• _What the exercise asks_: Counting the line with "array stays tractable." as the last one, copy out the lines of the data exactly from the first onward.

══════

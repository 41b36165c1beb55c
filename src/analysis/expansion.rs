//! On-demand field expansion for tree views.
//!
//! A presentation layer showing an object as a tree cannot afford to decode the
//! whole reachable graph up front; it expands one node at a time. This module
//! enumerates the *immediate* children of a (type, address) target: a synthetic
//! base-class node, array elements, and one descriptor per field, classified into
//! array / primitive-or-enum / value-type / reference-type.
//!
//! Each descriptor carries a complete [`FieldTarget`] for its own expansion, so
//! the caller needs no decoding knowledge: feed a descriptor's target back into
//! [`children`] to expand it. Expansion is pure; identical targets always produce
//! identical descriptor lists.
//!
//! # Guards
//!
//! - Array expansion is capped at [`ARRAY_EXPAND_ELEMENT_LIMIT`] elements so a
//!   multi-million entry array stays tractable.
//! - Nesting depth is capped at [`FIELD_EXPANSION_DEPTH_LIMIT`]; a
//!   self-referential type truncates (yields no children) instead of erroring.
//!
//! # Byte Sources
//!
//! Instance fields decode from the heap; static fields decode from the owning
//! type's static blob, where field offsets index the blob directly. Descriptors
//! switch sources automatically: a pointer stored in a static slot yields a
//! heap-sourced child.

use crate::snapshot::{
    entities::ManagedTypeIndex,
    types::{instance_field_slots, is_enum_type, FieldDescription, ManagedType, ROOT_OBJECT_TYPE_NAME},
    Snapshot,
};
use crate::heap::reader::MemoryReader;

/// Upper bound on array elements materialized per expansion.
pub const ARRAY_EXPAND_ELEMENT_LIMIT: u64 = 16384;

/// Upper bound on expansion nesting depth.
///
/// Self-referential or deeply nested types truncate here rather than recursing
/// without bound.
pub const FIELD_EXPANSION_DEPTH_LIMIT: usize = 64;

/// Which backing bytes a target decodes from.
#[derive(Debug, Clone, Copy, PartialEq, Eq, Hash)]
pub enum FieldSource {
    /// Captured heap memory.
    Heap,
    /// The static field blob of the given type; addresses are blob offsets.
    StaticBlob(ManagedTypeIndex),
}

/// A fully specified expansion target: what to decode, where, and how deep the
/// request already is.
#[derive(Debug, Clone, Copy, PartialEq, Eq)]
pub struct FieldTarget {
    /// The type to interpret the bytes as.
    pub managed_type: ManagedTypeIndex,
    /// Address of the data (heap address, or blob offset for static sources).
    pub address: u64,
    /// Byte source to decode from.
    pub source: FieldSource,
    /// Whether the address points at inline value-type data, whose field
    /// offsets are boxed-relative and need the object-header adjustment.
    pub inline: bool,
    /// Nesting depth of this target, checked against
    /// [`FIELD_EXPANSION_DEPTH_LIMIT`].
    pub depth: usize,
}

impl FieldTarget {
    /// Target for a heap object instance.
    #[must_use]
    pub fn object(managed_type: ManagedTypeIndex, address: u64) -> FieldTarget {
        FieldTarget {
            managed_type,
            address,
            source: FieldSource::Heap,
            inline: false,
            depth: 0,
        }
    }

    /// Target for a type's static fields.
    #[must_use]
    pub fn statics(managed_type: ManagedTypeIndex) -> FieldTarget {
        FieldTarget {
            managed_type,
            address: 0,
            source: FieldSource::StaticBlob(managed_type),
            inline: false,
            depth: 0,
        }
    }
}

/// Classification of one child descriptor.
#[derive(Debug, Clone, Copy, PartialEq, Eq)]
pub enum ChildKind {
    /// Synthetic node grouping the fields inherited from the base type.
    BaseClass,
    /// An array-typed field or element.
    Array,
    /// A primitive or enum with a scalar rendering.
    Primitive,
    /// An inline value type.
    ValueType,
    /// A reference to another heap object.
    ReferenceType,
}

/// One expandable child of a target.
#[derive(Debug, Clone, PartialEq, Eq)]
pub struct ChildDescriptor {
    /// Display name: field name, base type name, or element index like `[2]` /
    /// `[1,3]`.
    pub name: String,
    /// Classification of the child.
    pub kind: ChildKind,
    /// Scalar rendering when one exists (primitive values, pointer
    /// placeholders, string previews).
    pub value: Option<String>,
    /// Target to expand this child further.
    pub target: FieldTarget,
}

/// Enumerate the immediate children of `target`.
///
/// Returns an empty list for targets past the depth guard, for null references
/// and for unresolvable layouts; expansion never errors.
#[must_use]
pub fn children(snapshot: &Snapshot, target: &FieldTarget) -> Vec<ChildDescriptor> {
    if target.depth >= FIELD_EXPANSION_DEPTH_LIMIT {
        return Vec::new();
    }

    let Some(ty) = snapshot.managed_type(target.managed_type) else {
        return Vec::new();
    };

    if matches!(target.source, FieldSource::Heap) && target.address == 0 {
        return Vec::new();
    }

    let Some(reader) = reader_for(snapshot, target.source) else {
        return Vec::new();
    };

    if ty.is_array() {
        return array_children(snapshot, &reader, target, ty);
    }

    let list_statics = matches!(target.source, FieldSource::StaticBlob(_)) && !target.inline;
    let mut descriptors = Vec::new();

    if !list_statics {
        push_base_class_child(snapshot, target, ty, &mut descriptors);
    }

    let header = u64::from(snapshot.vm().object_header_size);
    for field in &ty.fields {
        if field.is_static != list_statics {
            continue;
        }

        let Some(mut field_address) = target.address.checked_add(u64::from(field.offset)) else {
            continue;
        };
        if target.inline {
            let Some(adjusted) = field_address.checked_sub(header) else {
                continue;
            };
            field_address = adjusted;
        }

        if let Some(descriptor) =
            describe_slot(snapshot, &reader, target, field, field_address)
        {
            descriptors.push(descriptor);
        }
    }

    descriptors
}

fn reader_for(snapshot: &Snapshot, source: FieldSource) -> Option<MemoryReader<'_>> {
    match source {
        FieldSource::Heap => Some(snapshot.reader()),
        FieldSource::StaticBlob(owner) => snapshot.static_reader(owner),
    }
}

/// The synthetic "base class" child: emitted first, only when the base is not
/// the root object type and actually carries instance fields.
fn push_base_class_child(
    snapshot: &Snapshot,
    target: &FieldTarget,
    ty: &ManagedType,
    descriptors: &mut Vec<ChildDescriptor>,
) {
    let Some(base) = ty.base_or_element_type else {
        return;
    };
    let Some(base_type) = snapshot.managed_type(base) else {
        return;
    };
    if base_type.name == ROOT_OBJECT_TYPE_NAME {
        return;
    }
    if instance_field_slots(snapshot.managed_types(), base).slots.is_empty() {
        return;
    }

    descriptors.push(ChildDescriptor {
        name: base_type.name.clone(),
        kind: ChildKind::BaseClass,
        value: None,
        target: FieldTarget {
            managed_type: base,
            address: target.address,
            source: target.source,
            inline: target.inline,
            depth: target.depth + 1,
        },
    });
}

/// Classify one field slot and produce its descriptor.
fn describe_slot(
    snapshot: &Snapshot,
    reader: &MemoryReader<'_>,
    target: &FieldTarget,
    field: &FieldDescription,
    field_address: u64,
) -> Option<ChildDescriptor> {
    let field_type = snapshot.managed_type(field.managed_type)?;
    let (kind, value, child_target) = classify_slot(
        snapshot,
        reader,
        target,
        field.managed_type,
        field_type,
        field_address,
    );

    Some(ChildDescriptor {
        name: field.name.clone(),
        kind,
        value,
        target: child_target,
    })
}

fn classify_slot(
    snapshot: &Snapshot,
    reader: &MemoryReader<'_>,
    target: &FieldTarget,
    slot_type_index: ManagedTypeIndex,
    slot_type: &ManagedType,
    slot_address: u64,
) -> (ChildKind, Option<String>, FieldTarget) {
    let depth = target.depth + 1;

    if slot_type.is_array() {
        let pointer = reader.read_pointer(slot_address).unwrap_or(0);
        let value = if pointer == 0 {
            Some("null".into())
        } else {
            Some(format!("0x{pointer:x}"))
        };
        return (
            ChildKind::Array,
            value,
            FieldTarget {
                managed_type: slot_type_index,
                address: pointer,
                source: FieldSource::Heap,
                inline: false,
                depth,
            },
        );
    }

    if slot_type.is_primitive() || is_enum_type(snapshot.managed_types(), slot_type_index) {
        return (
            ChildKind::Primitive,
            reader.read_field_value(slot_address, slot_type_index),
            FieldTarget {
                managed_type: slot_type_index,
                address: slot_address,
                source: target.source,
                inline: false,
                depth,
            },
        );
    }

    if slot_type.is_value_type() {
        return (
            ChildKind::ValueType,
            None,
            FieldTarget {
                managed_type: slot_type_index,
                address: slot_address,
                source: target.source,
                inline: true,
                depth,
            },
        );
    }

    // Reference type: dereference for the child target, prefer the pointee's
    // actual runtime type over the field's declared type.
    let value = reader.read_field_value(slot_address, slot_type_index);
    let pointer = reader.read_pointer(slot_address).unwrap_or(0);
    let runtime_type = if pointer != 0 {
        reader.read_object_type(pointer).unwrap_or(slot_type_index)
    } else {
        slot_type_index
    };

    (
        ChildKind::ReferenceType,
        value,
        FieldTarget {
            managed_type: runtime_type,
            address: pointer,
            source: FieldSource::Heap,
            inline: false,
            depth,
        },
    )
}

fn array_children(
    snapshot: &Snapshot,
    reader: &MemoryReader<'_>,
    target: &FieldTarget,
    ty: &ManagedType,
) -> Vec<ChildDescriptor> {
    let Some(rank) = ty.array_rank else {
        return Vec::new();
    };
    let Some(element_type_index) = ty.base_or_element_type else {
        return Vec::new();
    };
    let Some(element_type) = snapshot.managed_type(element_type_index) else {
        return Vec::new();
    };

    let mut dimensions = Vec::with_capacity(rank as usize);
    for dimension in 0..rank {
        let Some(length) = reader.read_array_length(target.address, target.managed_type, dimension)
        else {
            return Vec::new();
        };
        dimensions.push(u64::from(length));
    }

    let total: u64 = dimensions.iter().product();
    let count = total.min(ARRAY_EXPAND_ELEMENT_LIMIT);

    let Some(element_size) = reader.element_size(element_type_index) else {
        return Vec::new();
    };
    let Some(data) = target
        .address
        .checked_add(u64::from(snapshot.vm().array_header_size))
    else {
        return Vec::new();
    };

    let mut descriptors = Vec::with_capacity(count as usize);
    for i in 0..count {
        let element_address = data + i * u64::from(element_size);
        let (kind, value, mut child_target) = classify_slot(
            snapshot,
            reader,
            target,
            element_type_index,
            element_type,
            element_address,
        );

        // Inline elements sit in the array body, not behind a pointer.
        if matches!(kind, ChildKind::ValueType | ChildKind::Primitive) {
            child_target.source = FieldSource::Heap;
        }

        descriptors.push(ChildDescriptor {
            name: element_name(i, &dimensions),
            kind,
            value,
            target: child_target,
        });
    }

    descriptors
}

/// Element display name by rank: `[i]`, `[y,x]`, `[z,y,x]`; ranks past three
/// fall back to the flat scheme.
fn element_name(flat: u64, dimensions: &[u64]) -> String {
    match dimensions {
        [_] => format!("[{flat}]"),
        [_, inner] if *inner > 0 => {
            format!("[{},{}]", flat / inner, flat % inner)
        }
        [_, middle, inner] if *middle > 0 && *inner > 0 => {
            let plane = middle * inner;
            format!(
                "[{},{},{}]",
                flat / plane,
                (flat % plane) / inner,
                flat % inner
            )
        }
        _ => format!("[{flat}]"),
    }
}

══════

• _Response to this exercise_:
repository 41b36165c1beb55c
filename src/analysis/expansion.rs
//! On-demand field expansion for tree views.
//!
//! A presentation layer showing an object as a tree cannot afford to decode the
//! whole reachable graph up front; it expands one node at a time. This module
//! enumerates the *immediate* children of a (type, address) target: a synthetic
//! base-class node, array elements, and one descriptor per field, classified into
//! array / primitive-or-enum / value-type / reference-type.
//!
//! Each descriptor carries a complete [`FieldTarget`] for its own expansion, so
//! the caller needs no decoding knowledge: feed a descriptor's target back into
//! [`children`] to expand it. Expansion is pure; identical targets always produce
//! identical descriptor lists.
//!
//! # Guards
//!
//! - Array expansion is capped at [`ARRAY_EXPAND_ELEMENT_LIMIT`] elements so a
//!   multi-million entry array stays tractable.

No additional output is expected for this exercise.